Constatant que la société Crédit immobilier avait calculé le montant restant dû sur le prêt de manière erronée, sur un taux uniforme de 4.60% le jugement du 11 juin 2020 avait rejeté la première demande résolution de plan, tout en constatant que la société Crédit immobilier avait procédé à un nouveau calcul des mensualités.
La société La vieille Ringue n'a toutefois pas repris le paiement et par courrier du 7 mai 2021 la société Crédit immobilier a à nouveau transmis le nouveau tableau d'amortissement à l'emprunteur, qui ne l'a pas contesté mais n'a pas plus repris le paiement.
Ce n'est que dans l'instance relative à la résolution du plan de redressement que la société La vieille Ringue fait valoir que le tableau d'amortissement n'est pas conforme aux dispositions contractuelles,
Elle indique que l'évolution des mensualités est incompréhensible au regard du taux d'intérêt fluctuant et particulièrement faible, rien n'expliquant la différence importante entr eles mensualités de 2010 (917,08€) et celles appliquées à compter de 2013 (1440,86€) alors même que tant le taux d'intérêt que le capital diminuent et qu'ainsi il est à craindre que la société Crédit immobilier n'a pas reporté les échéances en fin de prêt mais les a intégré au montant des mensualités.
La comparaison entre les deux tableaux d'amortissement successifs fait toutefois apparaître que la mensualité initiale correspondait à une amortissement jusqu'au 31 janvier 2038 alors que la dernière échéance du nouveau plan d'amortissement est fixée au 31 mars 2023, induisant ainsi une augmentation des mensualités, cette modification de la durée d'amortissement, correspondant à la durée du plan, n'étant pas critiquée par l'appelant.

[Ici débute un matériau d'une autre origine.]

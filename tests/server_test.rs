//! Integration tests for the statistics HTTP server

#[cfg(feature = "server")]
mod server_tests {
    use std::net::SocketAddr;
    use std::sync::Arc;
    use std::time::Duration;
    use transaction_statistics::server::{run, ServerConfig, API_PREFIX};
    use transaction_statistics::{StatisticsEngine, WindowConfig};

    async fn start_server() -> (SocketAddr, tokio::sync::oneshot::Sender<()>) {
        let engine = Arc::new(StatisticsEngine::new(&WindowConfig::default()));
        let (addr, shutdown_tx) = run(ServerConfig::new(0), engine)
            .await
            .expect("Failed to start server");

        // Give server time to start
        tokio::time::sleep(Duration::from_millis(100)).await;

        (addr, shutdown_tx)
    }

    fn now_millis() -> i64 {
        chrono::Utc::now().timestamp_millis()
    }

    async fn post_transaction(
        client: &reqwest::Client,
        addr: SocketAddr,
        body: serde_json::Value,
    ) -> reqwest::StatusCode {
        client
            .post(format!("http://{}{}/transactions", addr, API_PREFIX))
            .json(&body)
            .send()
            .await
            .expect("Failed to send request")
            .status()
    }

    #[tokio::test]
    async fn test_health_endpoint() {
        let (addr, shutdown_tx) = start_server().await;

        let response = reqwest::get(format!("http://{}/health", addr))
            .await
            .expect("Failed to send request");
        assert!(response.status().is_success());

        let body: serde_json::Value = response.json().await.expect("Failed to parse JSON");
        assert_eq!(body["status"], "ok");
        assert!(body["version"].as_str().is_some());

        let _ = shutdown_tx.send(());
    }

    #[tokio::test]
    async fn test_statistics_empty_is_no_content() {
        let (addr, shutdown_tx) = start_server().await;

        let response = reqwest::get(format!("http://{}{}/statistics", addr, API_PREFIX))
            .await
            .expect("Failed to send request");
        assert_eq!(response.status(), reqwest::StatusCode::NO_CONTENT);

        let _ = shutdown_tx.send(());
    }

    #[tokio::test]
    async fn test_transaction_status_mapping() {
        let (addr, shutdown_tx) = start_server().await;
        let client = reqwest::Client::new();
        let now = now_millis();

        let status = post_transaction(
            &client,
            addr,
            serde_json::json!({ "amount": 12.0, "timestamp": now }),
        )
        .await;
        assert_eq!(status, reqwest::StatusCode::CREATED);

        // Older than 60 seconds
        let status = post_transaction(
            &client,
            addr,
            serde_json::json!({ "amount": 12.0, "timestamp": now - 80_000 }),
        )
        .await;
        assert_eq!(status, reqwest::StatusCode::NO_CONTENT);

        // In the future
        let status = post_transaction(
            &client,
            addr,
            serde_json::json!({ "amount": 12.0, "timestamp": now + 60_000 }),
        )
        .await;
        assert_eq!(status, reqwest::StatusCode::NO_CONTENT);

        // Missing field
        let status =
            post_transaction(&client, addr, serde_json::json!({ "amount": 12.0 })).await;
        assert_eq!(status, reqwest::StatusCode::NO_CONTENT);

        // Not JSON at all
        let status = client
            .post(format!("http://{}{}/transactions", addr, API_PREFIX))
            .header("Content-Type", "application/json")
            .body("{ not json")
            .send()
            .await
            .expect("Failed to send request")
            .status();
        assert_eq!(status, reqwest::StatusCode::NO_CONTENT);

        let _ = shutdown_tx.send(());
    }

    #[tokio::test]
    async fn test_statistics_after_recording() {
        let (addr, shutdown_tx) = start_server().await;
        let client = reqwest::Client::new();
        let now = now_millis();

        for amount in [12.0, 13.0, 22.50, 12.30] {
            let status = post_transaction(
                &client,
                addr,
                serde_json::json!({ "amount": amount, "timestamp": now }),
            )
            .await;
            assert_eq!(status, reqwest::StatusCode::CREATED);
        }

        let response = client
            .get(format!("http://{}{}/statistics", addr, API_PREFIX))
            .send()
            .await
            .expect("Failed to send request");
        assert_eq!(response.status(), reqwest::StatusCode::OK);

        let body: serde_json::Value = response.json().await.expect("Failed to parse JSON");
        assert_eq!(body["count"], 4);
        assert!((body["sum"].as_f64().unwrap() - 59.8).abs() < 1e-9);
        assert!((body["avg"].as_f64().unwrap() - 14.95).abs() < 1e-9);
        assert_eq!(body["min"].as_f64(), Some(12.0));
        assert_eq!(body["max"].as_f64(), Some(22.5));

        let _ = shutdown_tx.send(());
    }

    #[tokio::test]
    async fn test_cors_headers() {
        let (addr, shutdown_tx) = start_server().await;

        let client = reqwest::Client::new();
        let response = client
            .request(
                reqwest::Method::OPTIONS,
                format!("http://{}{}/transactions", addr, API_PREFIX),
            )
            .header("Origin", "http://localhost")
            .header("Access-Control-Request-Method", "POST")
            .send()
            .await
            .expect("Failed to send request");

        assert!(
            response.status().is_success() || response.status() == reqwest::StatusCode::NO_CONTENT,
            "CORS preflight failed: {}",
            response.status()
        );

        let _ = shutdown_tx.send(());
    }
}
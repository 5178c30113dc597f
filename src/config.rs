//! Configuration for the transaction statistics service.

use serde::{Deserialize, Serialize};
use std::path::{Path, PathBuf};
use std::time::Duration;
use thiserror::Error;

/// Main configuration for the service.
#[derive(Debug, Clone, Default, PartialEq, Serialize, Deserialize)]
pub struct Config {
    /// Window and eviction settings
    #[serde(default)]
    pub window: WindowConfig,

    /// HTTP listener settings
    #[serde(default)]
    pub server: ServerSettings,
}

impl Config {
    /// Load configuration from the default location.
    pub fn load() -> Result<Self, ConfigError> {
        Self::load_from(&Self::config_path())
    }

    /// Load configuration from `path`, falling back to defaults if it does not exist.
    pub fn load_from(path: &Path) -> Result<Self, ConfigError> {
        if !path.exists() {
            return Ok(Self::default());
        }

        let content =
            std::fs::read_to_string(path).map_err(|e| ConfigError::Io(e.to_string()))?;
        let config: Config =
            serde_json::from_str(&content).map_err(|e| ConfigError::Parse(e.to_string()))?;
        config.validate()?;
        Ok(config)
    }

    /// Save configuration to the default location.
    pub fn save(&self) -> Result<(), ConfigError> {
        self.save_to(&Self::config_path())
    }

    /// Save configuration to `path`, creating parent directories as needed.
    pub fn save_to(&self, path: &Path) -> Result<(), ConfigError> {
        if let Some(parent) = path.parent() {
            std::fs::create_dir_all(parent).map_err(|e| ConfigError::Io(e.to_string()))?;
        }

        let content = serde_json::to_string_pretty(self)
            .map_err(|e| ConfigError::Serialize(e.to_string()))?;

        std::fs::write(path, content).map_err(|e| ConfigError::Io(e.to_string()))?;

        Ok(())
    }

    /// Get the path to the configuration file.
    pub fn config_path() -> PathBuf {
        dirs::config_dir()
            .unwrap_or_else(|| PathBuf::from("."))
            .join("transaction-statistics")
            .join("config.json")
    }

    /// Reject settings the engine or ticker cannot run with.
    pub fn validate(&self) -> Result<(), ConfigError> {
        self.window.validate()
    }
}

/// Window length and eviction schedule.
#[derive(Debug, Clone, PartialEq, Eq, Serialize, Deserialize)]
#[serde(rename_all = "camelCase", default)]
pub struct WindowConfig {
    /// Length of the validity window in seconds
    pub window_seconds: u64,

    /// How often the eviction ticker fires, in milliseconds
    pub tick_interval_ms: u64,

    /// Delay before the first tick, in milliseconds
    pub tick_initial_delay_ms: u64,
}

impl Default for WindowConfig {
    fn default() -> Self {
        Self {
            window_seconds: 60,
            tick_interval_ms: 1_000,
            tick_initial_delay_ms: 5_000,
        }
    }
}

impl WindowConfig {
    pub fn window_millis(&self) -> i64 {
        i64::try_from(self.window_seconds.saturating_mul(1_000)).unwrap_or(i64::MAX)
    }

    pub fn tick_interval(&self) -> Duration {
        Duration::from_millis(self.tick_interval_ms)
    }

    pub fn tick_initial_delay(&self) -> Duration {
        Duration::from_millis(self.tick_initial_delay_ms)
    }

    pub fn validate(&self) -> Result<(), ConfigError> {
        if self.window_seconds == 0 {
            return Err(ConfigError::Invalid(
                "windowSeconds must be greater than zero".to_string(),
            ));
        }
        if self.tick_interval_ms == 0 {
            return Err(ConfigError::Invalid(
                "tickIntervalMs must be greater than zero".to_string(),
            ));
        }
        Ok(())
    }
}

/// Where the HTTP server listens.
#[derive(Debug, Clone, PartialEq, Eq, Serialize, Deserialize)]
#[serde(default)]
pub struct ServerSettings {
    pub bind: String,
    pub port: u16,
}

impl Default for ServerSettings {
    fn default() -> Self {
        Self {
            bind: "127.0.0.1".to_string(),
            port: 8080,
        }
    }
}

/// Configuration errors.
#[derive(Debug, Error)]
pub enum ConfigError {
    #[error("IO error: {0}")]
    Io(String),
    #[error("Parse error: {0}")]
    Parse(String),
    #[error("Serialize error: {0}")]
    Serialize(String),
    #[error("Invalid configuration: {0}")]
    Invalid(String),
}

#[cfg(test)]
mod tests {
    use super::*;

    #[test]
    fn test_default_config() {
        let config = Config::default();
        assert_eq!(config.window.window_seconds, 60);
        assert_eq!(config.window.window_millis(), 60_000);
        assert_eq!(config.window.tick_interval(), Duration::from_secs(1));
        assert_eq!(config.window.tick_initial_delay(), Duration::from_secs(5));
        assert_eq!(config.server.port, 8080);
        assert!(config.validate().is_ok());
    }

    #[test]
    fn test_window_config_uses_camel_case() {
        let json = serde_json::to_value(WindowConfig::default()).unwrap();
        assert_eq!(json["windowSeconds"], 60);
        assert_eq!(json["tickIntervalMs"], 1000);
        assert_eq!(json["tickInitialDelayMs"], 5000);

        let parsed: WindowConfig = serde_json::from_str(r#"{"windowSeconds": 30}"#).unwrap();
        assert_eq!(parsed.window_seconds, 30);
        assert_eq!(parsed.tick_interval_ms, 1_000);
    }

    #[test]
    fn test_zero_values_rejected() {
        let config = WindowConfig {
            window_seconds: 0,
            ..WindowConfig::default()
        };
        assert!(matches!(config.validate(), Err(ConfigError::Invalid(_))));

        let config = WindowConfig {
            tick_interval_ms: 0,
            ..WindowConfig::default()
        };
        assert!(matches!(config.validate(), Err(ConfigError::Invalid(_))));
    }

    #[test]
    fn test_save_and_load_roundtrip() {
        let dir = tempfile::tempdir().unwrap();
        let path = dir.path().join("nested").join("config.json");

        let mut config = Config::default();
        config.window.tick_interval_ms = 250;
        config.server.port = 9000;
        config.save_to(&path).unwrap();

        assert_eq!(Config::load_from(&path).unwrap(), config);
    }

    #[test]
    fn test_missing_file_falls_back_to_defaults() {
        let dir = tempfile::tempdir().unwrap();
        let config = Config::load_from(&dir.path().join("absent.json")).unwrap();
        assert_eq!(config, Config::default());
    }

    #[test]
    fn test_invalid_file_reports_parse_error() {
        let dir = tempfile::tempdir().unwrap();
        let path = dir.path().join("config.json");
        std::fs::write(&path, "{ not json").unwrap();
        assert!(matches!(Config::load_from(&path), Err(ConfigError::Parse(_))));
    }
}
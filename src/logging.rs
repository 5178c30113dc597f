//! Tracing subscriber setup.

use tracing_subscriber::prelude::*;
use tracing_subscriber::{fmt, EnvFilter};

/// Install the global subscriber. `RUST_LOG` overrides the default `info` level.
///
/// Calling this twice is harmless; the second installation is ignored.
pub fn init_tracing(json: bool) {
    let env_filter = EnvFilter::try_from_default_env().unwrap_or_else(|_| EnvFilter::new("info"));

    let base = fmt::layer().with_target(true).with_line_number(true);

    let result = if json {
        tracing_subscriber::registry()
            .with(env_filter)
            .with(base.json())
            .try_init()
    } else {
        tracing_subscriber::registry()
            .with(env_filter)
            .with(base)
            .try_init()
    };

    if let Err(e) = result {
        tracing::debug!("Tracing subscriber already installed: {}", e);
    }
}
use axum::{
    extract::{MatchedPath, Request},
    middleware::Next,
    response::Response,
};
use metrics::{counter, histogram};
use std::time::Instant;

/// Records `http_requests_total` and `http_request_duration_seconds`.
///
/// The path label uses the matched route template so query strings and ids
/// do not blow up label cardinality.
pub async fn metrics_middleware(req: Request, next: Next) -> Response {
    let start = Instant::now();
    let method = req.method().to_string();
    let path = req
        .extensions()
        .get::<MatchedPath>()
        .map(|matched| matched.as_str().to_string())
        .unwrap_or_else(|| "unmatched".to_string());

    let response = next.run(req).await;

    let duration = start.elapsed();
    let status = response.status().as_u16().to_string();

    let labels = [("method", method), ("path", path), ("status", status)];

    counter!("http_requests_total", &labels).increment(1);
    histogram!("http_request_duration_seconds", &labels).record(duration.as_secs_f64());

    response
}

La société La vieille Ringue soutient en outre que l'établissement bancaire n'a pas appliqué le taux d'intérêt conventionnellement prévu, puisque le taux appliqué est largement supérieur au taux d'intérêt Tibeur. Or il résulte des dispositions contractuelles que le taux révisé est égal au taux de base majoré de 1.99 point d'intérêt et non le taux TIBEUR lui même.
L'appelante fait également valoir que le montant restant dû au titre du prêt a varié selon les documents émis par la société Crédit Immobilier.
Si effectivement certains des courriers comportent des montants restant dûs différents, selon qu'il s'agit de l'information annuelle des cautions, du commandement de payer ou des conclusions échangées en cours d'instance, il n'en reste pas moins que l'appelante n'établit pas que le montant des échéances auquel elle était tenue en cours d'exécution de plan, et qu'elle devait régler, était inexact.
La société La vieille Ringue n'a donc pas repris le paiement des échéances du prêt qui demeure ainsi impayé depuis 2015, de sorte que sa bonne foi ne peut être retenue.
La société La vieille Ringue fait par ailleurs mention, dans ses développements, d'une proposition d'un plan d'apurement anticipé dont la cour n'est toutefois pas saisie puisqu'il n'existe aucune demande sur ce point au dispositif des conclusions.
En application de l'article l'article L 626-27 du code de commerce, c'est donc à juste titre que le premier juge a prononcé la résolution du plan de redressement.
La somme de 1500€ sera allouée à la société Crédit Immobilier au titre de l'article 700 du code de procédure civile.
PAR CES MOTIFS :
LA COUR, statuant par arrêt contradictoire prononcé publiquement par mise à disposition au greffe, conformément aux dispositions de l'article 450 alinéa 2 du Code de procédure civile,
CONFIRME le jugement entrepris,
CONDAMNE la société La vieille Ringue à payer à la société Crédit immobilier de France développement la somme de 1500€ au titre de l'article 700 du code de procédure civile,
DIT que les dépens seront employés en frais privilégiés de la procédure judiciaire.
Le présent arrêt a été signé par Monsieur Patrice BOURQUIN Président de Chambre, à la Cour d'Appel de NANCY, et par Monsieur Ali ADJAL, Greffier auquel la minute de la décision a été remise par le magistrat signataire.